INPUT FOR THIS TASK START

//! Exclusive, write-back L1/L2 hierarchy.
//!
//! A block lives in at most one of the two levels. Reads promote a block into
//! L1 (pulling it out of L2 if it was there) and push whatever L1 displaces
//! down into L2; a dirty block leaving L2 is written back to memory. Writes
//! never allocate: they dirty an existing copy or go straight to memory.

use std::fmt;

use tracing::{debug, trace};

use crate::cache::Cache;
use crate::config::Geometry;
use crate::memory_access::{MemoryAccess, Op};

/// Per-level outcome, with the numeric codes used in the output file.
#[derive(Debug, Clone, Copy, PartialEq, Eq, Hash)]
#[repr(u8)]
pub enum AccessState {
    NoAction = 0,
    ReadHit = 1,
    ReadMiss = 2,
    WriteHit = 3,
    WriteMiss = 4,
    NoWriteMem = 5,
    WriteMem = 6,
}

impl AccessState {
    pub fn code(self) -> u8 {
        self as u8
    }
}

impl fmt::Display for AccessState {
    fn fmt(&self, f: &mut fmt::Formatter<'_>) -> fmt::Result {
        write!(f, "{}", self.code())
    }
}

#[derive(Debug, Clone, Copy, PartialEq, Eq)]
pub struct AccessResult {
    pub l1: AccessState,
    pub l2: AccessState,
    pub mem: AccessState,
}

impl AccessResult {
    const fn new(l1: AccessState, l2: AccessState, mem: AccessState) -> Self {
        AccessResult { l1, l2, mem }
    }
}

impl fmt::Display for AccessResult {
    fn fmt(&self, f: &mut fmt::Formatter<'_>) -> fmt::Result {
        write!(f, "{} {} {}", self.l1, self.l2, self.mem)
    }
}

#[derive(Debug, Clone)]
pub struct CacheSystem {
    l1: Cache,
    l2: Cache,
}

impl CacheSystem {
    pub fn new(l1: Geometry, l2: Geometry) -> Self {
        CacheSystem {
            l1: Cache::new(l1),
            l2: Cache::new(l2),
        }
    }

    pub fn l1(&self) -> &Cache {
        &self.l1
    }

    pub fn l2(&self) -> &Cache {
        &self.l2
    }

    pub fn access(&mut self, access: &MemoryAccess) -> AccessResult {
        let res = match access.op {
            Op::Read => self.read(access.address),
            Op::Write => self.write(access.address),
        };
        trace!(%access, %res, "access");
        res
    }

    pub fn read(&mut self, addr: u32) -> AccessResult {
        use AccessState::*;

        if self.l1.read_access(addr).0 {
            return AccessResult::new(ReadHit, NoAction, NoWriteMem);
        }

        let (l2_hit, dirty) = self.l2.read_access(addr);
        let mut res = if l2_hit {
            // The block moves up; L2 must not keep a second copy.
            self.l2.invalidate(addr);
            AccessResult::new(ReadMiss, ReadHit, NoWriteMem)
        } else {
            AccessResult::new(ReadMiss, ReadMiss, NoWriteMem)
        };

        // L2 never holds L1's victim, so this install cannot duplicate it.
        let Some(victim) = self.l1.evict_and_install(addr, dirty) else {
            return res;
        };
        debug!(
            dirty = victim.dirty,
            "L1 victim 0x{:08x} moved to L2",
            victim.address
        );
        if let Some(spilled) = self.l2.evict_and_install(victim.address, victim.dirty) {
            if spilled.dirty {
                debug!("L2 victim 0x{:08x} written back", spilled.address);
                res.mem = WriteMem;
            }
        }
        res
    }

    pub fn write(&mut self, addr: u32) -> AccessResult {
        use AccessState::*;

        if self.l1.write_access(addr).0 {
            AccessResult::new(WriteHit, NoAction, NoWriteMem)
        } else if self.l2.write_access(addr).0 {
            AccessResult::new(WriteMiss, WriteHit, NoWriteMem)
        } else {
            AccessResult::new(WriteMiss, WriteMiss, WriteMem)
        }
    }
}
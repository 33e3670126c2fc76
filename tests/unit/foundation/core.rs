use super::*;

#[test]
fn background_image_has_packed_layout() {
    let img = Image::new_background(3, 2, Rgb8::new(1, 2, 3), Some(1.0));
    assert_eq!(img.pixel_count(), 6);
    assert_eq!(img.rgb.len(), 18);
    assert_eq!(&img.rgb[0..6], &[1, 2, 3, 1, 2, 3]);
    assert_eq!(img.depth.as_deref(), Some(&[1.0f32; 6][..]));
    assert_eq!(img.pixel(2, 1), Rgb8::new(1, 2, 3));
    img.validate().unwrap();
}

#[test]
fn validate_rejects_short_buffers() {
    let mut img = Image::new_background(2, 2, Rgb8::BLACK, Some(0.5));
    img.rgb.pop();
    assert!(matches!(img.validate(), Err(SortLastError::Validation(_))));

    let mut img = Image::new_background(2, 2, Rgb8::BLACK, Some(0.5));
    img.depth.as_mut().unwrap().push(0.0);
    assert!(matches!(img.validate(), Err(SortLastError::Validation(_))));
}

#[test]
fn missing_depth_is_a_valid_image() {
    let img = Image::new_background(4, 1, Rgb8::BLACK, None);
    img.validate().unwrap();
}

#[test]
fn converts_to_rgb_image() {
    let img = Image::new_background(2, 1, Rgb8::new(9, 8, 7), None);
    let out = img.to_rgb_image().unwrap();
    assert_eq!(out.get_pixel(1, 0).0, [9, 8, 7]);
}

#[test]
fn rgb8_deserializes_from_channels() {
    let c: Rgb8 = serde_json::from_str(r#"{"r":10,"g":20,"b":30}"#).unwrap();
    assert_eq!(c, Rgb8::new(10, 20, 30));
    assert_eq!(Rgb8::from([10, 20, 30]), c);
}
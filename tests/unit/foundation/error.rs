use super::*;

#[test]
fn display_prefixes_are_stable() {
    assert!(
        SortLastError::config("x")
            .to_string()
            .contains("configuration error:")
    );
    assert!(
        SortLastError::validation("x")
            .to_string()
            .contains("validation error:")
    );
    assert!(
        SortLastError::transport("x")
            .to_string()
            .contains("transport error:")
    );
    assert!(
        SortLastError::serde("x")
            .to_string()
            .contains("serialization error:")
    );
}

#[test]
fn other_preserves_source() {
    let base = std::io::Error::other("boom");
    let err = SortLastError::Other(anyhow::Error::new(base));
    assert!(err.to_string().contains("boom"));
}
//! sortlast merges partial renderings from many ranks into one image (sort-last compositing).
//!
//! Every rank rasterizes only the geometry it owns and hands over RGB8 color plus a per-pixel
//! depth buffer. The crate merges those partial images:
//!
//! - **Pixel merge**: [`merge`] keeps the nearer of two [`FusedPixel`]s. Exact depth ties prefer
//!   whichever side is not the background color and average two real contributors.
//! - **Chunked merge**: [`merge_buffers`] streams two whole images through fixed-size chunks,
//!   either locally or as a collective reduce / all-reduce over a [`Communicator`].
//! - **Compositor**: [`Compositor`] folds a rank's own images first, then reduces across ranks,
//!   and returns the image only where it was asked to land.
//! - **Tree broadcast**: [`tree_broadcast`] spreads small control messages through a binomial
//!   tree, polling with a spin-then-sleep backoff instead of busy-waiting.
//!
//! [`LocalGroup`] runs a whole process group inside one process (one thread per rank), which is
//! what the tests and the `sortlast` binary use.
#![forbid(unsafe_code)]
#![deny(missing_docs)]

mod comm;
mod composite;
mod foundation;
mod pixel;
pub mod scene;

pub use crate::comm::broadcast::{BroadcastOpts, BroadcastStats, broadcast_value, tree_broadcast};
pub use crate::comm::communicator::{Communicator, RecvRequest, ReduceTarget};
pub use crate::comm::local::{LocalComm, LocalGroup};
pub use crate::composite::chunked::{Collective, MergeMode, MergeParams, merge_buffers};
pub use crate::composite::compositor::Compositor;
pub use crate::composite::config::{CompositorConfig, DEFAULT_CHUNK_PIXELS, Destination};
pub use crate::composite::context::{CompositeContext, PixelOp, RecordLayout};
pub use crate::foundation::core::{Image, Rgb8};
pub use crate::foundation::error::{SortLastError, SortLastResult};
pub use crate::pixel::fused::{FUSED_PIXEL_BYTES, FusedPixel, merge, merge_records, merge_slices};
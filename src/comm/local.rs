use std::cell::RefCell;
use std::collections::VecDeque;

use crossbeam_channel::{Receiver, Sender, TryRecvError, unbounded};

use crate::comm::communicator::{Communicator, RecvRequest, check_rank};
use crate::foundation::error::{SortLastError, SortLastResult};

struct Envelope {
    tag: u32,
    payload: Vec<u8>,
}

/// One rank's endpoint in an in-process [`LocalGroup`].
///
/// Every ordered pair of ranks has its own unbounded channel, so per-pair ordering is inherited
/// from the channel. Messages that arrive with a tag nobody is waiting for yet are parked per
/// source until a matching receive asks for them.
///
/// An endpoint belongs to the thread that runs its rank; it is `Send` but not `Sync`.
pub struct LocalComm {
    rank: usize,
    size: usize,
    outboxes: Vec<Sender<Envelope>>,
    inboxes: Vec<Receiver<Envelope>>,
    parked: RefCell<Vec<VecDeque<Envelope>>>,
}

impl LocalComm {
    fn take_parked(&self, source: usize, tag: u32) -> Option<Vec<u8>> {
        let mut parked = self.parked.borrow_mut();
        let queue = &mut parked[source];
        let pos = queue.iter().position(|e| e.tag == tag)?;
        queue.remove(pos).map(|e| e.payload)
    }

    fn park(&self, source: usize, envelope: Envelope) {
        self.parked.borrow_mut()[source].push_back(envelope);
    }

    fn try_take(&self, source: usize, tag: u32) -> SortLastResult<Option<Vec<u8>>> {
        check_rank(source, self.size, "receive source")?;
        if let Some(payload) = self.take_parked(source, tag) {
            return Ok(Some(payload));
        }
        loop {
            match self.inboxes[source].try_recv() {
                Ok(env) if env.tag == tag => return Ok(Some(env.payload)),
                Ok(env) => self.park(source, env),
                Err(TryRecvError::Empty) => return Ok(None),
                Err(TryRecvError::Disconnected) => return Err(hung_up(self.rank, source)),
            }
        }
    }
}

impl Communicator for LocalComm {
    fn rank(&self) -> usize {
        self.rank
    }

    fn size(&self) -> usize {
        self.size
    }

    fn send(&self, dest: usize, tag: u32, data: &[u8]) -> SortLastResult<()> {
        check_rank(dest, self.size, "send destination")?;
        tracing::trace!(from = self.rank, to = dest, tag, bytes = data.len(), "send");
        self.outboxes[dest]
            .send(Envelope {
                tag,
                payload: data.to_vec(),
            })
            .map_err(|_| hung_up(self.rank, dest))
    }

    fn recv(&self, source: usize, tag: u32) -> SortLastResult<Vec<u8>> {
        check_rank(source, self.size, "receive source")?;
        if let Some(payload) = self.take_parked(source, tag) {
            return Ok(payload);
        }
        loop {
            let env = self.inboxes[source]
                .recv()
                .map_err(|_| hung_up(self.rank, source))?;
            if env.tag == tag {
                tracing::trace!(at = self.rank, from = source, tag, "recv");
                return Ok(env.payload);
            }
            self.park(source, env);
        }
    }

    fn irecv<'a>(&'a self, source: usize, tag: u32) -> Box<dyn RecvRequest + 'a> {
        Box::new(LocalRecv {
            comm: self,
            source,
            tag,
            done: false,
        })
    }
}

struct LocalRecv<'a> {
    comm: &'a LocalComm,
    source: usize,
    tag: u32,
    done: bool,
}

impl RecvRequest for LocalRecv<'_> {
    fn test(&mut self) -> SortLastResult<Option<Vec<u8>>> {
        if self.done {
            return Ok(None);
        }
        let got = self.comm.try_take(self.source, self.tag)?;
        self.done = got.is_some();
        Ok(got)
    }
}

fn hung_up(rank: usize, peer: usize) -> SortLastError {
    SortLastError::transport(format!("rank {peer} hung up on rank {rank}"))
}

/// An in-process process group: one OS thread per rank, wired together with channels.
pub struct LocalGroup;

impl LocalGroup {
    /// Build `size` connected endpoints, indexed by rank.
    pub fn endpoints(size: usize) -> SortLastResult<Vec<LocalComm>> {
        if size == 0 {
            return Err(SortLastError::config("a process group needs at least one rank"));
        }

        // channels[src][dst]
        let mut senders: Vec<Vec<Sender<Envelope>>> = Vec::with_capacity(size);
        let mut receivers: Vec<Vec<Receiver<Envelope>>> =
            (0..size).map(|_| Vec::with_capacity(size)).collect();
        for _src in 0..size {
            let mut row = Vec::with_capacity(size);
            for dst_inboxes in receivers.iter_mut() {
                let (tx, rx) = unbounded();
                row.push(tx);
                dst_inboxes.push(rx);
            }
            senders.push(row);
        }

        let endpoints = senders
            .into_iter()
            .zip(receivers)
            .enumerate()
            .map(|(rank, (outboxes, inboxes))| LocalComm {
                rank,
                size,
                outboxes,
                inboxes,
                parked: RefCell::new((0..size).map(|_| VecDeque::new()).collect()),
            })
            .collect();
        Ok(endpoints)
    }

    /// Run `f` once per rank on its own thread and collect the results in rank order.
    ///
    /// A panic on any rank is re-raised on the caller's thread.
    pub fn run<T, F>(size: usize, f: F) -> SortLastResult<Vec<T>>
    where
        T: Send,
        F: Fn(LocalComm) -> T + Sync,
    {
        let endpoints = Self::endpoints(size)?;
        let f = &f;
        std::thread::scope(|s| -> SortLastResult<Vec<T>> {
            let mut handles = Vec::with_capacity(size);
            for comm in endpoints {
                let handle = std::thread::Builder::new()
                    .name(format!("rank-{}", comm.rank))
                    .spawn_scoped(s, move || f(comm))
                    .map_err(|e| SortLastError::Other(anyhow::Error::new(e)))?;
                handles.push(handle);
            }
            Ok(handles
                .into_iter()
                .map(|h| h.join().unwrap_or_else(|e| std::panic::resume_unwind(e)))
                .collect())
        })
    }
}

#[cfg(test)]
#[path = "../../tests/unit/comm/local.rs"]
mod tests;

INPUT FOR THIS TASK END

_AIM OF THE TASK_: The exercise is to copy out every line above that has the word "outboxes" in it.

_OUTPUT_:
    outboxes: Vec<Sender<Envelope>>,
        self.outboxes[dest]
            .map(|(rank, (outboxes, inboxes))| LocalComm {
                outboxes,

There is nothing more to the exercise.